Дитя — мотылек,
Грудь матери — ветка.
Песик, шелковый, серый, курчавый комок,
Теплым греет животиком,
Сладким нежится котиком,
А рядом папаня
К собачьей няне
И матери милой курчавится,
Детским тянется ротиком
К собачьей няне, целуется да балуется,
Бьет, веселится мальчонка, колотит в ручонки,
Тянется — замер.
К матери, что темнеет наподушке большими, как череп, глазами,
Чье золото медовое волнуется, чернеет,
Рассыпалось на грудь светлыми, как рожь, волосами,
Прилез весь голенький, сморщенный, глазками синея,
Красненьким скотиком,
Мальчик кудрявенький головой белобрысой, белесой
В грудку родимую тычет,
А в молоке нехватка и вычет!
Матери неоткуда его увеличить!
И оба висят, как повешенные.
Лишь собачища
Сопит,
Черным чутьем звериным
Нежную ищет сонную грудь, ползет по перинам.
Мать… у нее на смуглом плече, прекрасно нагом,
Белый с черными пятнами шелковый пес!
Имя ему — Летай-Кабыздох!
А на другом,
Мух отгоняя,
Мой папаня
Над головкою сонную ручку занес…
Чмокает губками сонными.
Вот и плачет она тихо каждую ночку,
Слезы ведрами льет.
Грудь одна ее, знай, — милому сыну ее, синеглазому,
Что синие глазки таращит и пучит.
А другую сосет пес властелина ее.
Шелковый цуцик
Кровь испортил молодки невинную.
Зачем я родилася дочкой?
И по ночам в глазах целые ведра слез.
Бабка как вскочит босая.
Да в поле, да в лес!

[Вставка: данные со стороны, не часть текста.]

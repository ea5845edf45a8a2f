pub mod module_aliases;
pub mod screen_builder;
pub mod view_model;
pub mod view_scaffold;

pub use module_aliases::ModuleAliasGenerator;
pub use screen_builder::{BuildVariant, ScreenBuilderGenerator};
pub use view_scaffold::{ViewScaffold, ViewScaffoldGenerator};
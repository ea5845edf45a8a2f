use async_trait::async_trait;

use super::ViewState;
use crate::shared::Shared;

/// Receives actions sent by a view.
///
/// Normally implemented by `#[view_model]`, which derives `Action` from the `on*` handlers of
/// an impl block and forwards each variant to its handler.
#[async_trait]
pub trait ViewModel: Send + Sync + 'static {
    type Action: Send + 'static;

    async fn handle_action(&self, action: Self::Action);
}

/// A view-model built from shared view state and its module's input and output.
///
/// `#[view_model(module = ..)]` implements this alongside the generated struct; hand-declared
/// view-models implement it themselves to take part in `Module::build` and `#[screen]`.
pub trait StatefulViewModel: ViewModel + Sized {
    type ViewState: ViewState;
    type Input;
    type Output;

    fn new(
        state: Shared<Self::ViewState>,
        input: Option<Self::Input>,
        output: Option<Self::Output>,
    ) -> Self;
}
use thiserror::Error;

pub type ArchitectureResult<T> = Result<T, ArchitectureError>;

#[derive(Error, Debug, Clone, PartialEq, Eq)]
pub enum ArchitectureError {
    /// `Reducer::dispatch` was called outside a tokio runtime.
    #[error("no tokio runtime is available to run the action")]
    RuntimeUnavailable,
}
use heck::ToUpperCamelCase;
use proc_macro2::{Ident, Span};
use syn::Path;

// Naming conventions linking a module, screen or view-model to its collaborating types

/// Suffix carried by module enums (e.g. `ProductEditModule`)
pub const MODULE_SUFFIX: &str = "Module";

/// Suffix carried by screen structs (e.g. `ProductDetailScreen`)
pub const SCREEN_SUFFIX: &str = "Screen";

/// Prefix marking a method as an action handler
pub const ACTION_PREFIX: &str = "on";

/// The five roles a module binds together.
#[derive(Debug, Clone, Copy, PartialEq, Eq)]
pub enum Role {
    Input,
    Output,
    ViewState,
    ViewModel,
    ViewScene,
}

impl Role {
    /// Fixed emission order for module aliases
    pub const ALL: [Role; 5] = [
        Role::Input,
        Role::Output,
        Role::ViewState,
        Role::ViewModel,
        Role::ViewScene,
    ];

    /// Associated type name inside the `Module` impl
    pub fn alias(self) -> &'static str {
        match self {
            Role::Input => "Input",
            Role::Output => "Output",
            Role::ViewState => "ViewState",
            Role::ViewModel => "ViewModel",
            Role::ViewScene => "ViewScene",
        }
    }

    /// Suffix appended to the stem to name the concrete type
    pub fn suffix(self) -> &'static str {
        match self {
            Role::ViewScene => "View",
            other => other.alias(),
        }
    }
}

/// Remove `suffix` from the end of `name`, or return `name` whole when it is absent.
pub fn strip_suffix_or_whole<'a>(name: &'a str, suffix: &str) -> &'a str {
    name.strip_suffix(suffix).unwrap_or(name)
}

/// Concrete type name for `role` built on `stem` (e.g. ProductEdit + ViewScene -> ProductEditView)
pub fn derive_type_name(stem: &str, role: Role) -> String {
    format!("{}{}", stem, role.suffix())
}

/// Derive the module prefix from the enum name (e.g. ProductEditModule -> ProductEdit)
pub fn module_prefix(enum_name: &str) -> &str {
    strip_suffix_or_whole(enum_name, MODULE_SUFFIX)
}

/// Derive the screen stem from the struct name (e.g. FooScreen -> Foo)
pub fn screen_stem(struct_name: &str) -> &str {
    strip_suffix_or_whole(struct_name, SCREEN_SUFFIX)
}

/// Generate the action enum name (e.g. ProductListViewModel -> ProductListViewModelAction)
pub fn action_enum_name(view_model: &Ident) -> Ident {
    quote::format_ident!("{}Action", view_model)
}

/// Generate an action variant name from a handler method (e.g. on_tap_save -> OnTapSave)
pub fn action_variant_name(method: &Ident) -> Ident {
    let name = method.to_string();
    let name = name.strip_prefix("r#").unwrap_or(&name);
    Ident::new(&name.to_upper_camel_case(), method.span())
}

/// Whether a method name carries the action prefix
pub fn has_action_prefix(method: &str) -> bool {
    method.starts_with(ACTION_PREFIX)
}

/// Generate an identifier for a derived type name, rejecting names that are not identifiers
pub fn type_ident(name: &str, span: Span) -> syn::Result<Ident> {
    let mut ident: Ident = syn::parse_str(name)
        .map_err(|_| syn::Error::new(span, format!("`{name}` is not a valid type name")))?;
    ident.set_span(span);
    Ok(ident)
}

/// Derived type identifier for `role` built on `stem`
pub fn role_ident(stem: &str, role: Role, span: Span) -> syn::Result<Ident> {
    type_ident(&derive_type_name(stem, role), span)
}

/// Extract the last segment from a path (e.g., foo::bar::Baz -> Baz)
pub fn path_last_segment(path: &Path) -> Option<&Ident> {
    path.segments.last().map(|seg| &seg.ident)
}

#[cfg(test)]
mod tests {
    use super::*;
    use quickcheck::quickcheck;
    use syn::parse_quote;

    #[test]
    fn module_prefix_strips_suffix() {
        assert_eq!(module_prefix("ProductEditModule"), "ProductEdit");
        assert_eq!(module_prefix("UserProfile"), "UserProfile");
        assert_eq!(module_prefix("Module"), "");
        assert_eq!(module_prefix("ModuleView"), "ModuleView");
    }

    #[test]
    fn screen_stem_strips_suffix() {
        assert_eq!(screen_stem("FooScreen"), "Foo");
        assert_eq!(screen_stem("Foo"), "Foo");
        assert_eq!(screen_stem("ScreenFoo"), "ScreenFoo");
    }

    #[test]
    fn role_table() {
        let names: Vec<_> = Role::ALL
            .iter()
            .map(|role| derive_type_name("ProductEdit", *role))
            .collect();
        assert_eq!(
            names,
            [
                "ProductEditInput",
                "ProductEditOutput",
                "ProductEditViewState",
                "ProductEditViewModel",
                "ProductEditView",
            ]
        );
        assert_eq!(Role::ViewScene.alias(), "ViewScene");
    }

    #[test]
    fn screen_stems_from_both_spellings() {
        for name in ["FooScreen", "Foo"] {
            let stem = screen_stem(name);
            assert_eq!(derive_type_name(stem, Role::ViewState), "FooViewState");
            assert_eq!(derive_type_name(stem, Role::ViewModel), "FooViewModel");
        }
    }

    #[test]
    fn action_names() {
        let vm: Ident = parse_quote!(ProductListViewModel);
        assert_eq!(action_enum_name(&vm), "ProductListViewModelAction");

        let method: Ident = parse_quote!(on_tap_save);
        assert_eq!(action_variant_name(&method), "OnTapSave");
        let method: Ident = parse_quote!(onAppear);
        assert_eq!(action_variant_name(&method), "OnAppear");
    }

    #[test]
    fn action_prefix() {
        assert!(has_action_prefix("on_appear"));
        assert!(has_action_prefix("onAppear"));
        assert!(!has_action_prefix("load_product"));
        assert!(!has_action_prefix("handle_on"));
    }

    #[test]
    fn type_idents() {
        let span = Span::call_site();
        assert_eq!(role_ident("Foo", Role::ViewScene, span).unwrap(), "FooView");
        assert_eq!(role_ident("", Role::Input, span).unwrap(), "Input");
        assert!(type_ident("My Name", span).is_err());
        assert!(type_ident("type", span).is_err());
    }

    quickcheck! {
        fn prop_suffix_round_trip(stem: String) -> bool {
            let name = format!("{stem}{MODULE_SUFFIX}");
            module_prefix(&name) == stem
        }

        fn prop_no_suffix_keeps_name(name: String) -> bool {
            name.ends_with(SCREEN_SUFFIX) || screen_stem(&name) == name
        }
    }
}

Темной ночкой, а буря шумит!
И леший хохочет.
И, бог сохрани, потревожить! —
Мачехой псу быть не может!
Вот и стала мамкой щеночка.
Вот и плачет всю ночку.
Осеннею ночкой — ведра слез!
Черный шелковый комок на плечо ей слез.
И зараз чмок да чмок.
Собачье дитя и человечье,
А делать нечего!
Захиреешь в плетях,
Засекут, подашь если в суд! — штаны снимай!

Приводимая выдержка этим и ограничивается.